OUR VIEW: Iran's embargo threat offers a local lesson
By The Bakersfield Californian
The good-cop, bad-cop routine Iran has adopted in its dealings with world condemnation of its nuclear program validates what Kern County power producers have long been convinced of: Global instability requires that America continue to work toward energy independence.
Be it oil production in this petroleum capital of California or alternative energy sources such as wind, solar and hydrogen, Kern County is and must remain a leader.

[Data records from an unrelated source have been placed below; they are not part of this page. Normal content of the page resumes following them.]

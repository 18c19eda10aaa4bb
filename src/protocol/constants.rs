//! RTMP protocol constants

use std::time::Duration;

/// RTMP version byte sent in S0
pub const RTMP_VERSION: u8 = 3;

/// Size of C1/S1/C2/S2
pub const HANDSHAKE_SIZE: usize = 1536;

// Chunk stream ids used for outbound messages
pub const CSID_PROTOCOL: u32 = 2;
pub const CSID_INVOKE: u32 = 3;
pub const CSID_AUDIO: u32 = 4;
pub const CSID_VIDEO: u32 = 5;
pub const CSID_DATA: u32 = 6;

// Chunk header formats
pub const CHUNK_FMT_0: u8 = 0;
pub const CHUNK_FMT_1: u8 = 1;
pub const CHUNK_FMT_2: u8 = 2;
pub const CHUNK_FMT_3: u8 = 3;

/// Message header length indexed by chunk format
pub const MESSAGE_HEADER_SIZE: [usize; 4] = [11, 7, 3, 0];

/// Largest possible chunk header: 3 byte basic + 11 byte message + 4 byte extended timestamp
pub const MAX_CHUNK_HEADER: usize = 18;

/// Timestamp value signalling an extended timestamp field
pub const EXTENDED_TIMESTAMP: u32 = 0xFF_FFFF;

/// Extra bytes reserved when a packet buffer has to grow
pub const PACKET_SLACK: usize = 1024;

pub const DEFAULT_CHUNK_SIZE: u32 = 128;
pub const RECOMMENDED_CHUNK_SIZE: u32 = 4096;
pub const MAX_CHUNK_SIZE: u32 = 0x7FFF_FFFF;

// Message type ids
pub const MSG_SET_CHUNK_SIZE: u8 = 1;
pub const MSG_ABORT: u8 = 2;
pub const MSG_ACKNOWLEDGEMENT: u8 = 3;
pub const MSG_USER_CONTROL: u8 = 4;
pub const MSG_WINDOW_ACK_SIZE: u8 = 5;
pub const MSG_SET_PEER_BANDWIDTH: u8 = 6;
pub const MSG_AUDIO: u8 = 8;
pub const MSG_VIDEO: u8 = 9;
pub const MSG_FLEX_STREAM: u8 = 15;
pub const MSG_FLEX_OBJECT: u8 = 16;
pub const MSG_FLEX_MESSAGE: u8 = 17;
pub const MSG_DATA: u8 = 18;
pub const MSG_SHARED_OBJECT: u8 = 19;
pub const MSG_COMMAND: u8 = 20;
pub const MSG_AGGREGATE: u8 = 22;

/// Highest message type accepted by the chunk parser
pub const MSG_TYPE_MAX: u8 = MSG_AGGREGATE;

// User control event types
pub const UC_STREAM_BEGIN: u16 = 0;
pub const UC_STREAM_EOF: u16 = 1;
pub const UC_STREAM_DRY: u16 = 2;
pub const UC_STREAM_IS_RECORDED: u16 = 4;
pub const UC_PING_REQUEST: u16 = 6;
pub const UC_PING_RESPONSE: u16 = 7;

// Peer bandwidth limit types
pub const BANDWIDTH_LIMIT_HARD: u8 = 0;
pub const BANDWIDTH_LIMIT_SOFT: u8 = 1;
pub const BANDWIDTH_LIMIT_DYNAMIC: u8 = 2;

pub const DEFAULT_WINDOW_ACK_SIZE: u32 = 5_000_000;
pub const DEFAULT_PEER_BANDWIDTH: u32 = 5_000_000;

/// Inbound byte counter resets once it reaches this value
pub const ACK_COUNTER_RESET: u32 = 0xF000_0000;

pub const DEFAULT_PING_INTERVAL: Duration = Duration::from_secs(60);
pub const DEFAULT_PING_TIMEOUT: Duration = Duration::from_secs(30);

/// Standard RTMP port, used for the ingest connection
pub const DEFAULT_RTMP_PORT: u16 = 1935;

// Command names
pub const CMD_CONNECT: &str = "connect";
pub const CMD_CREATE_STREAM: &str = "createStream";
pub const CMD_PUBLISH: &str = "publish";
pub const CMD_PLAY: &str = "play";
pub const CMD_PAUSE: &str = "pause";
pub const CMD_RECEIVE_AUDIO: &str = "receiveAudio";
pub const CMD_RECEIVE_VIDEO: &str = "receiveVideo";
pub const CMD_DELETE_STREAM: &str = "deleteStream";
pub const CMD_CLOSE_STREAM: &str = "closeStream";
pub const CMD_RELEASE_STREAM: &str = "releaseStream";
pub const CMD_FC_PUBLISH: &str = "FCPublish";
pub const CMD_FC_UNPUBLISH: &str = "FCUnpublish";
pub const CMD_RESULT: &str = "_result";
pub const CMD_ON_STATUS: &str = "onStatus";

// Data message names
pub const DATA_SET_DATA_FRAME: &str = "@setDataFrame";
pub const DATA_ON_METADATA: &str = "onMetaData";
pub const DATA_SAMPLE_ACCESS: &str = "|RtmpSampleAccess";

// Connect reply
pub const FMS_VERSION: &str = "FMS/3,0,1,123";
pub const FMS_CAPABILITIES: f64 = 31.0;

// Status codes
pub const NC_CONNECT_SUCCESS: &str = "NetConnection.Connect.Success";
pub const NS_PUBLISH_START: &str = "NetStream.Publish.Start";
pub const NS_PUBLISH_BAD_NAME: &str = "NetStream.Publish.BadName";
pub const NS_PUBLISH_BAD_CONNECTION: &str = "NetStream.Publish.BadConnection";
pub const NS_PUBLISH_UNAUTHORIZED: &str = "NetStream.publish.Unauthorized";
pub const NS_UNPUBLISH_SUCCESS: &str = "NetStream.Unpublish.Success";
pub const NS_PLAY_RESET: &str = "NetStream.Play.Reset";
pub const NS_PLAY_START: &str = "NetStream.Play.Start";
pub const NS_PLAY_STOP: &str = "NetStream.Play.Stop";
pub const NS_PLAY_BAD_CONNECTION: &str = "NetStream.Play.BadConnection";
pub const NS_PLAY_UNAUTHORIZED: &str = "NetStream.play.Unauthorized";
pub const NS_PLAY_UNPUBLISH_NOTIFY: &str = "NetStream.Play.UnpublishNotify";
pub const NS_PAUSE_NOTIFY: &str = "NetStream.Pause.Notify";
pub const NS_UNPAUSE_NOTIFY: &str = "NetStream.Unpause.Notify";

// Status levels
pub const LEVEL_STATUS: &str = "status";
pub const LEVEL_ERROR: &str = "error";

Iran's contradictory rhetoric only adds to the uncertainty surrounding future world oil supplies. Out of one side of its mouth, Iran threatens an oil embargo directed at six European buyers -- Italy, Spain, France, the Netherlands, Greece and Portugal -- in retaliation for the European Union's decision last month to impose an oil embargo starting July 1 as part of coordinated Western sanctions targeting Iran's alleged uranium enrichment program. But in between such declarations, the government of President Mahmoud Ahmadinejad sprinkles in vague indications of openness to inspections and negotiations.
What to do, then?
Keep producing, as quickly and as responsibly as possible. Crude oil prices are higher than they've ever been, in inflation-adjusted terms, not counting brief spikes in 1979 and 2008, and the U.S. is still an overall net importer of 9 million barrels of crude oil and refined products a day. Much of that oil flows through the Strait of Hormuz, a potential bottleneck that Iran has threatened to shut down.
It'll take more than ramped-up Kern County energy production to put a dent in the oil-trade deficit, but we've got to try. Alternative sources are particularly promising in Kern County, and the county Board of Supervisors is correct to look benevolently on projects that tap them responsibly.